Travel history: A stay outside of Switzerland within 12 months prior to the index hospitalisation.
Hospitalisation abroad: Hospitalisation outside of Switzerland within 12 months prior to the index hospitalisation.
Active open wounds: Decubitus or ulcers.
Surgery: Within three months prior to index hospitalisation.
Vascular hardware: Central venous catheters in place for at least seven days prior to index sample.
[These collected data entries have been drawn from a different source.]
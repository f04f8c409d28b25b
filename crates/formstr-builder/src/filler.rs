use std::collections::BTreeMap;

use async_trait::async_trait;
use formstr_spec::{
    BackgroundType, CodecError, FormSpec, V1FormSpec, convert_from_spec_to_template,
    resolve_settings,
};
use serde::{Deserialize, Serialize};
use serde_json::Value;
use thiserror::Error;
use url::form_urlencoded;

/// Answer to one question, as sent to the form's relays.
#[derive(Debug, Clone, PartialEq, Eq, Serialize, Deserialize)]
#[serde(rename_all = "camelCase")]
pub struct Response {
    pub question_id: String,
    pub answer: String,
    #[serde(default, skip_serializing_if = "Option::is_none")]
    pub message: Option<String>,
}

#[derive(Debug, Clone, Error)]
#[error("{0}")]
pub struct SourceError(pub String);

impl SourceError {
    pub fn new(message: impl Into<String>) -> Self {
        Self(message.into())
    }
}

/// Fetching templates and delivering responses, provided by the protocol SDK.
#[async_trait]
pub trait FormSource: Send + Sync {
    async fn get_form_template(&self, form_id: &str) -> Result<Option<V1FormSpec>, SourceError>;

    /// Returns the id of the responding user, when the SDK reports one.
    async fn send_responses(
        &self,
        form_id: &str,
        responses: &[Response],
        anonymous: bool,
    ) -> Result<Option<String>, SourceError>;

    async fn send_notification(
        &self,
        template: &V1FormSpec,
        responses: &[Response],
    ) -> Result<(), SourceError>;
}

#[derive(Debug, Error)]
pub enum FillerError {
    #[error("a form id or a preview spec is required")]
    MissingFormId,
    #[error("form template is not loaded yet")]
    NotLoaded,
    #[error("required questions are unanswered: {}", .0.join(", "))]
    MissingRequired(Vec<String>),
    #[error("preview forms cannot be submitted")]
    PreviewOnly,
    #[error("responses were already submitted")]
    AlreadySubmitted,
    #[error(transparent)]
    Codec(#[from] CodecError),
    #[error(transparent)]
    Source(#[from] SourceError),
}

/// Display switches read from the filler URL.
#[derive(Debug, Clone, Copy, Default, PartialEq, Eq)]
pub struct FillerOptions {
    pub hide_title_image: bool,
    pub hide_description: bool,
    pub embedded: bool,
}

impl FillerOptions {
    /// Parses `hideTitleImage=true` and `hideDescription=true` from a query string.
    pub fn from_query(query: &str) -> Self {
        let mut options = Self::default();
        let query = query.strip_prefix('?').unwrap_or(query);
        for (key, value) in form_urlencoded::parse(query.as_bytes()) {
            match key.as_ref() {
                "hideTitleImage" => options.hide_title_image = value == "true",
                "hideDescription" => options.hide_description = value == "true",
                _ => {}
            }
        }
        options
    }

    pub fn embedded(mut self, embedded: bool) -> Self {
        self.embedded = embedded;
        self
    }
}

/// Title banner properties after legacy settings are resolved.
#[derive(Debug, Clone, PartialEq)]
pub struct Banner {
    pub title: String,
    pub image_url: String,
    pub background_type: BackgroundType,
    pub background_color: String,
    pub text_size: f64,
    pub text_color: String,
    pub text_x_offset: f64,
    pub text_y_offset: f64,
    pub show_banner: bool,
}

/// Where the filler goes after the thank-you screen is closed.
#[derive(Debug, Clone, Copy, PartialEq, Eq)]
pub enum FillerExit {
    Dashboard,
    Stay,
}

#[derive(Debug, Clone, PartialEq, Eq)]
pub struct SubmitReceipt {
    pub user_id: Option<String>,
    pub responses: Vec<Response>,
}

#[derive(Debug, Clone, PartialEq, Eq)]
struct Answer {
    value: String,
    message: Option<String>,
}

/// One visitor filling one form.
#[derive(Debug, Clone)]
pub struct FillerSession {
    form_id: Option<String>,
    template: Option<V1FormSpec>,
    is_preview: bool,
    options: FillerOptions,
    answers: BTreeMap<String, Answer>,
    submitted: bool,
    show_thank_you: bool,
}

impl FillerSession {
    /// Opens a session from a preview spec, or by fetching the template for `form_id`.
    ///
    /// A preview spec takes precedence. A template the source cannot find leaves the
    /// session loading.
    pub async fn load<S>(
        source: &S,
        form_id: Option<&str>,
        preview: Option<FormSpec>,
        options: FillerOptions,
    ) -> Result<Self, FillerError>
    where
        S: FormSource + ?Sized,
    {
        let mut session = Self {
            form_id: form_id.map(str::to_string),
            template: None,
            is_preview: false,
            options,
            answers: BTreeMap::new(),
            submitted: false,
            show_thank_you: false,
        };
        match (preview, form_id) {
            (Some(spec), _) => {
                session.template = Some(convert_from_spec_to_template(spec));
                session.is_preview = true;
            }
            (None, Some(id)) => {
                session.template = source.get_form_template(id).await?;
                if session.template.is_none() {
                    tracing::debug!(form_id = %id, "form template not found");
                }
            }
            (None, None) => return Err(FillerError::MissingFormId),
        }
        Ok(session)
    }

    pub fn is_loading(&self) -> bool {
        self.template.is_none()
    }

    pub fn is_preview(&self) -> bool {
        self.is_preview
    }

    pub fn is_submitted(&self) -> bool {
        self.submitted
    }

    pub fn show_thank_you(&self) -> bool {
        self.show_thank_you
    }

    pub fn template(&self) -> Option<&V1FormSpec> {
        self.template.as_ref()
    }

    /// Records an answer; an empty answer clears it.
    pub fn handle_input(&mut self, question_id: &str, answer: &str, message: Option<String>) {
        if answer.is_empty() {
            self.answers.remove(question_id);
            return;
        }
        self.answers.insert(
            question_id.to_string(),
            Answer {
                value: answer.to_string(),
                message,
            },
        );
    }

    pub fn answer(&self, question_id: &str) -> Option<&str> {
        self.answers
            .get(question_id)
            .map(|answer| answer.value.as_str())
    }

    /// Title component props; `None` when `hideTitleImage` hides the title.
    pub fn banner(&self) -> Result<Option<Banner>, FillerError> {
        let template = self.template.as_ref().ok_or(FillerError::NotLoaded)?;
        if self.options.hide_title_image {
            return Ok(None);
        }
        let settings = resolve_settings(template.settings.clone())?;
        Ok(Some(Banner {
            title: template.name.clone(),
            image_url: settings.title_image_url,
            background_type: settings.title_background_type,
            background_color: settings.title_background_color,
            text_size: settings.title_text_size,
            text_color: settings.title_text_color,
            text_x_offset: settings.title_text_x_offset,
            text_y_offset: settings.title_text_y_offset,
            show_banner: settings.show_banner,
        }))
    }

    /// Markdown description, unless hidden or absent.
    pub fn description(&self) -> Option<&str> {
        if self.options.hide_description {
            return None;
        }
        self.template
            .as_ref()?
            .settings
            .get("description")
            .and_then(Value::as_str)
    }

    /// Ids of required questions that have no answer, in form order.
    pub fn missing_required(&self) -> Vec<String> {
        self.fields()
            .filter(|field| field.spec.is_required() && !self.answers.contains_key(&field.question_id))
            .map(|field| field.question_id.clone())
            .collect()
    }

    /// Captured answers in form order.
    pub fn responses(&self) -> Vec<Response> {
        self.fields()
            .filter_map(|field| {
                self.answers.get(&field.question_id).map(|answer| Response {
                    question_id: field.question_id.clone(),
                    answer: answer.value.clone(),
                    message: answer.message.clone(),
                })
            })
            .collect()
    }

    pub async fn submit<S>(
        &mut self,
        source: &S,
        anonymous: bool,
    ) -> Result<SubmitReceipt, FillerError>
    where
        S: FormSource + ?Sized,
    {
        if self.submitted {
            return Err(FillerError::AlreadySubmitted);
        }
        if self.is_preview {
            return Err(FillerError::PreviewOnly);
        }
        let template = self.template.as_ref().ok_or(FillerError::NotLoaded)?;
        let missing = self.missing_required();
        if !missing.is_empty() {
            return Err(FillerError::MissingRequired(missing));
        }

        let responses = self.responses();
        let user_id = match &self.form_id {
            Some(form_id) => source.send_responses(form_id, &responses, anonymous).await?,
            None => None,
        };
        if let Err(err) = source.send_notification(template, &responses).await {
            tracing::warn!(error = %err, "failed to notify form owners");
        }

        self.submitted = true;
        self.show_thank_you = true;
        tracing::info!(responses = responses.len(), anonymous, "submitted responses");
        Ok(SubmitReceipt { user_id, responses })
    }

    pub fn close_thank_you(&mut self) -> FillerExit {
        if self.options.embedded {
            self.show_thank_you = false;
            FillerExit::Stay
        } else {
            FillerExit::Dashboard
        }
    }

    fn fields(&self) -> impl Iterator<Item = &formstr_spec::V1Field> {
        self.template
            .iter()
            .flat_map(|template| template.fields.iter().flatten())
    }
}
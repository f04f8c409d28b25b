use thiserror::Error;

use crate::builder::{BuilderOptions, FormBuilder};

#[derive(Debug, Error, PartialEq, Eq)]
pub enum BuilderError {
    #[error("form builder is not initialized")]
    NotInitialized,
}

/// Slot holding the builder for the current screen.
///
/// Access before [`BuilderContext::mount`] is an explicit error rather than a
/// set of no-op defaults.
#[derive(Debug, Default)]
pub enum BuilderContext {
    #[default]
    Uninitialized,
    Ready(Box<FormBuilder>),
}

impl BuilderContext {
    /// Installs a fresh builder, replacing any mounted one.
    pub fn mount(&mut self, options: BuilderOptions) {
        *self = BuilderContext::Ready(Box::new(FormBuilder::new(options)));
    }

    pub fn unmount(&mut self) -> Option<FormBuilder> {
        match std::mem::take(self) {
            BuilderContext::Ready(builder) => Some(*builder),
            BuilderContext::Uninitialized => None,
        }
    }

    pub fn is_ready(&self) -> bool {
        matches!(self, BuilderContext::Ready(_))
    }

    pub fn ready(&self) -> Result<&FormBuilder, BuilderError> {
        match self {
            BuilderContext::Ready(builder) => Ok(builder),
            BuilderContext::Uninitialized => Err(BuilderError::NotInitialized),
        }
    }

    pub fn ready_mut(&mut self) -> Result<&mut FormBuilder, BuilderError> {
        match self {
            BuilderContext::Ready(builder) => Ok(builder),
            BuilderContext::Uninitialized => Err(BuilderError::NotInitialized),
        }
    }
}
Urinary catheterisation: Suprapubic or transurethral catheterisation within 30 days prior to the index sample detecting ESBL-PE.
Antibiotic therapy: Any antibiotic medication within three months prior to the index sample detecting ESBL-PE.
Duration of antibiotic therapy: Cumulative duration (days) of any antibiotic therapy within the three months prior to the index sample detecting ESBL-PE.
Immunosuppressive therapy: Within 12 months prior to index sample (e.g. long-term steroids, cytostatics, biologicals/antibody therapies, mTOR-Inhibitors and calcineurin-inhibitors).
Proton pump inhibitor: Within 12 months prior to the index sample.
Infections: Acute infection within the relevant hospitalisation, defined according to the CDC guidelines.